Diagenesis and benthic fluxes of nutrients and metals during experimentally induced anoxia in the Gulf of Trieste (northern Adriatic Sea)

Abstract. Sequential nutrient regeneration and organic matter (OM) degradation in surface sediments of the Gulf of Trieste (northern Adriatic Sea) were examined using in situ benthic chambers under normoxic, anoxic and reoxic conditions. Intensive NH₄⁺ and PO₄⁻ anoxic regeneration was subsequently slower in prolonged anoxia. NH₄⁺ production was probably also a consequence of dissimilatory nitrate reduction to NH₄⁺. The presence of anammox and laterally pumping of oxygenated water by benthic infauna explained the presence of NO₃⁻ in anoxia.
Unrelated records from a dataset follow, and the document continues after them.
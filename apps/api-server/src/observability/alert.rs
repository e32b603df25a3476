//! Critical error alerting layer for tracing.
//!
//! This layer intercepts ERROR-level events (for example a post whose content
//! was written but whose metadata insert failed) and dispatches alerts to a
//! console or webhook channel.

use std::sync::Arc;
use tokio::sync::mpsc;
use tracing::{Event, Subscriber};
use tracing_subscriber::{Layer, layer::Context};

/// Alert message containing error details.
#[derive(Debug, Clone)]
pub struct AlertMessage {
    pub level: String,
    pub message: String,
    pub target: String,
    pub timestamp: chrono::DateTime<chrono::Utc>,
    pub fields: Vec<(String, String)>,
}

impl AlertMessage {
    /// The message followed by its structured fields, `key=value` separated.
    pub fn summary(&self) -> String {
        let mut out = self.message.clone();
        for (key, value) in &self.fields {
            out.push_str(&format!(" {}={}", key, value));
        }
        out
    }
}

/// Configuration for the alert layer.
#[derive(Debug, Clone)]
pub struct AlertConfig {
    /// Minimum level to trigger alerts (default: ERROR).
    pub min_level: tracing::Level,
    /// Channel buffer size. Alerts beyond it are dropped.
    pub buffer_size: usize,
}

impl Default for AlertConfig {
    fn default() -> Self {
        Self {
            min_level: tracing::Level::ERROR,
            buffer_size: 100,
        }
    }
}

/// Trait for alert senders - implement this for different backends.
#[async_trait::async_trait]
pub trait AlertSender: Send + Sync {
    async fn send(&self, alert: AlertMessage) -> Result<(), AlertError>;
}

#[derive(Debug, thiserror::Error)]
pub enum AlertError {
    #[error("Failed to send alert: {0}")]
    SendError(String),
}

/// Console alert sender - writes alerts to stderr (for development).
pub struct ConsoleAlertSender;

#[async_trait::async_trait]
impl AlertSender for ConsoleAlertSender {
    async fn send(&self, alert: AlertMessage) -> Result<(), AlertError> {
        eprintln!(
            "\n[ALERT] {} {}\n  {}\n  at {}\n",
            alert.level,
            alert.target,
            alert.summary(),
            alert.timestamp
        );
        Ok(())
    }
}

/// Webhook alert sender - posts alerts to a webhook URL (Slack, Discord, etc.).
pub struct WebhookAlertSender {
    url: String,
    client: reqwest::Client,
}

impl WebhookAlertSender {
    pub fn new(url: String) -> Self {
        Self {
            url,
            client: reqwest::Client::new(),
        }
    }
}

#[async_trait::async_trait]
impl AlertSender for WebhookAlertSender {
    async fn send(&self, alert: AlertMessage) -> Result<(), AlertError> {
        let payload = serde_json::json!({
            "text": format!(
                "*Divulge {}*\n*Target:* {}\n*Message:* {}\n*Time:* {}",
                alert.level, alert.target, alert.summary(), alert.timestamp
            )
        });

        self.client
            .post(&self.url)
            .json(&payload)
            .send()
            .await
            .and_then(|resp| resp.error_for_status())
            .map_err(|e| AlertError::SendError(e.to_string()))?;

        Ok(())
    }
}

/// Tracing layer that forwards severe events to an [`AlertSender`].
pub struct AlertLayer {
    sender: mpsc::Sender<AlertMessage>,
    min_level: tracing::Level,
}

impl AlertLayer {
    /// Create a new alert layer with the given sender.
    ///
    /// Spawns the dispatch task, so a Tokio runtime must be running.
    pub fn new(alert_sender: Arc<dyn AlertSender>, config: AlertConfig) -> Self {
        let (tx, mut rx) = mpsc::channel::<AlertMessage>(config.buffer_size.max(1));

        tokio::spawn(async move {
            while let Some(alert) = rx.recv().await {
                if let Err(e) = alert_sender.send(alert).await {
                    // Not a tracing event: it would loop back into this layer.
                    eprintln!("Failed to send alert: {}", e);
                }
            }
        });

        Self {
            sender: tx,
            min_level: config.min_level,
        }
    }

    /// Create an alert layer that logs to the console.
    pub fn console(config: AlertConfig) -> Self {
        Self::new(Arc::new(ConsoleAlertSender), config)
    }

    /// Create an alert layer that sends to a webhook.
    pub fn webhook(url: String, config: AlertConfig) -> Self {
        Self::new(Arc::new(WebhookAlertSender::new(url)), config)
    }
}

/// Visitor to extract fields from events.
#[derive(Default)]
struct FieldVisitor {
    message: String,
    fields: Vec<(String, String)>,
}

impl tracing::field::Visit for FieldVisitor {
    fn record_debug(&mut self, field: &tracing::field::Field, value: &dyn std::fmt::Debug) {
        if field.name() == "message" {
            self.message = format!("{:?}", value);
        } else {
            self.fields
                .push((field.name().to_string(), format!("{:?}", value)));
        }
    }

    fn record_str(&mut self, field: &tracing::field::Field, value: &str) {
        if field.name() == "message" {
            self.message = value.to_string();
        } else {
            self.fields
                .push((field.name().to_string(), value.to_string()));
        }
    }
}

impl<S> Layer<S> for AlertLayer
where
    S: Subscriber,
{
    fn on_event(&self, event: &Event<'_>, _ctx: Context<'_, S>) {
        // More verbose levels compare greater.
        if *event.metadata().level() > self.min_level {
            return;
        }

        let mut visitor = FieldVisitor::default();
        event.record(&mut visitor);

        let alert = AlertMessage {
            level: event.metadata().level().to_string(),
            message: visitor.message,
            target: event.metadata().target().to_string(),
            timestamp: chrono::Utc::now(),
            fields: visitor.fields,
        };

        // Non-blocking send
        let _ = self.sender.try_send(alert);
    }
}

#[cfg(test)]
mod tests {
    use super::*;
    use std::time::Duration;
    use tracing_subscriber::layer::SubscriberExt;

    struct ChannelSender(mpsc::UnboundedSender<AlertMessage>);

    #[async_trait::async_trait]
    impl AlertSender for ChannelSender {
        async fn send(&self, alert: AlertMessage) -> Result<(), AlertError> {
            self.0
                .send(alert)
                .map_err(|e| AlertError::SendError(e.to_string()))
        }
    }

    #[tokio::test]
    async fn test_only_errors_are_forwarded() {
        let (tx, mut rx) = mpsc::unbounded_channel();
        let layer = AlertLayer::new(Arc::new(ChannelSender(tx)), AlertConfig::default());
        let subscriber = tracing_subscriber::registry().with(layer);

        tracing::subscriber::with_default(subscriber, || {
            tracing::warn!("just a warning");
            tracing::error!(orphaned_content = "abc.md", "metadata insert failed");
        });

        let alert = tokio::time::timeout(Duration::from_secs(1), rx.recv())
            .await
            .unwrap()
            .unwrap();
        assert_eq!(alert.level, "ERROR");
        assert_eq!(alert.message, "metadata insert failed");
        assert_eq!(
            alert.fields,
            vec![("orphaned_content".to_string(), "abc.md".to_string())]
        );
        assert!(alert.summary().contains("orphaned_content=abc.md"));
        assert!(rx.try_recv().is_err());
    }
}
Anoxic phases were characterized by enhanced dissolution of Si_biog, decreasing pore water Ca and Mg concentrations indicating carbonate precipitation and higher Fe and Mn concentrations as a result of reduction/respiration. Reoxygenation was characterized by enhanced bioturbation. Nitrification caused NH₄⁺ decrease and P precipitated quickly as carbonate fluorapatite and FePO₄. In addition adsorption of P onto Fe-hydroxides could also occur since Fe (and Mn) reoxidized quickly. Increased Ca levels suggested enhanced carbonate dissolution. Diffusive fluxes at the sediment–water interface (SWI), calculated from pore water modelling using diffusion-reaction model, revealed high anoxic NH₄⁺ effluxes and Ca (and Mg) influxes. PO₄⁻ fluxes were very low and high NH₄⁺/PO₄⁻ flux ratios in anoxic and reoxic phases suggested an excess of benthic inorganic N. Nutrient budgets at the SWI showed intensive anoxic recycling of inorganic N but low P and Si cycling in all redox phases.